Acne is a common, annoying, and often considered embarrassing skin condition that most people will experience at some point in their lives. What if something as simple and natural as cannabis could be the answer? Can CBD’s anti-inflammatory and antioxidant properties (and other benefits) help? Does THC affect acne? We looked at the available research.
Cannabis is known to be effective at easing symptoms of dermatological conditions and may even improve overall skin quality. Hemp seed oil has also garnered attention, although it’s not as well suited for serious acne cases.
THC’s effect on acne
There is very limited research on the effect of THC on acne, but this French study from 2014 found a correlation between cannabis use and moderate to severe acne, namely that the ‘consumption of sweets and chocolate and cannabis smoking were associated with acne’. However, it should be noted that consuming sweets and chocolate is often a result of cannabis use, so possibly the THC is a secondary rather than primary factor in cases of acne.

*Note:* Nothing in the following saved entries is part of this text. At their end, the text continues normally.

//! Integration tests for the process-wide configuration
//!
//! These tests verify that settings apply to schemas built after they are
//! set, and leave existing schemas and compiled functions alone.

use std::sync::{Mutex, MutexGuard};

use serde_json::json;
use shape_rs::{
    Data, ErrorCode, Exec, GlobalConfig, Repr, UnknownKeys, Value, config_version, float,
    global_config, object_of, reset_global_config, set_global_config, string,
};

// =============================================================================
// Test Helpers
// =============================================================================

static CONFIG_LOCK: Mutex<()> = Mutex::new(());

/// Serializes access to the global configuration and restores it on drop.
struct ConfigGuard {
    _lock: MutexGuard<'static, ()>,
}

impl ConfigGuard {
    fn acquire() -> Self {
        let lock = CONFIG_LOCK.lock().unwrap_or_else(|poisoned| poisoned.into_inner());
        reset_global_config();
        Self { _lock: lock }
    }
}

impl Drop for ConfigGuard {
    fn drop(&mut self) {
        reset_global_config();
    }
}

fn with_extra_key() -> Value {
    Value::from_json(json!({"foo": "bar", "extra": 1}))
}

// =============================================================================
// Tests
// =============================================================================

#[test]
fn test_nan_rejected_by_default() {
    let _guard = ConfigGuard::acquire();
    let error = float().parse(&Value::Number(f64::NAN)).unwrap_err();
    assert_eq!(error.reason(), "Expected Float, received NaN Literal (NaN)");
}

#[test]
fn test_nan_validation_can_be_disabled() {
    let _guard = ConfigGuard::acquire();
    let before = float();
    set_global_config(GlobalConfig::new().with_nan_number_validation(false));
    let after = float();

    assert!(before.parse(&Value::Number(f64::NAN)).is_err());
    assert!(after.parse(&Value::Number(f64::NAN)).is_ok());
}

#[test]
fn test_default_unknown_keys_applies_to_new_objects() {
    let _guard = ConfigGuard::acquire();
    let lenient = object_of([("foo", string())]);
    let compiled = lenient.compile(Repr::Input, Repr::Output, Exec::Sync, false);

    set_global_config(GlobalConfig::new().with_default_unknown_keys(UnknownKeys::Strict));
    let strict = object_of([("foo", string())]);

    assert!(lenient.parse(&with_extra_key()).is_ok());
    assert!(compiled.call(Data::Value(with_extra_key())).is_ok());
    let error = strict.parse(&with_extra_key()).unwrap_err();
    assert_eq!(error.code, ErrorCode::ExcessField("extra".to_string()));
}

#[test]
fn test_version_increments_and_reset_restores_defaults() {
    let _guard = ConfigGuard::acquire();
    let start = config_version();
    set_global_config(GlobalConfig::new().with_default_unknown_keys(UnknownKeys::Strict));
    assert_eq!(config_version(), start + 1);
    assert_eq!(global_config().default_unknown_keys, UnknownKeys::Strict);
    reset_global_config();
    assert_eq!(config_version(), start + 2);
    assert_eq!(*global_config(), GlobalConfig::default());
}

This study is cited in another, from 2017, titled The Risks and Benefits of Cannabis in the Dermatology Clinic. The link between anandamide, an endocannabinoid which is similar to THC – both are cannabinoid receptor agonists – and increased lipid production is demonstrated in an in vitro study. As high lipid production is a contributing factor in acne, this again points to THC as increasing the risk of acne rather than diminishing it. In contrast, CBD – a cannabinoid receptor antagonist – was found to counteract the increase in lipid production.
The section dealing with cannabis and acne also mentions a study showing that a cream containing 3% cannabis seed oil reduces sebum production. Rather worryingly, The Risks and Benefits of Cannabis in the Dermatology Clinic concludes that this result contradicts that of the 2014 study because ‘…one would expect the major component of the cannabis seed extract to be THC … which should have increased the sebum production’. That they would expect hempseed oil to contain cannabinoids, let alone the psychoactive cannabinoid THC, is a sign of how much cannabis education the medical community still needs.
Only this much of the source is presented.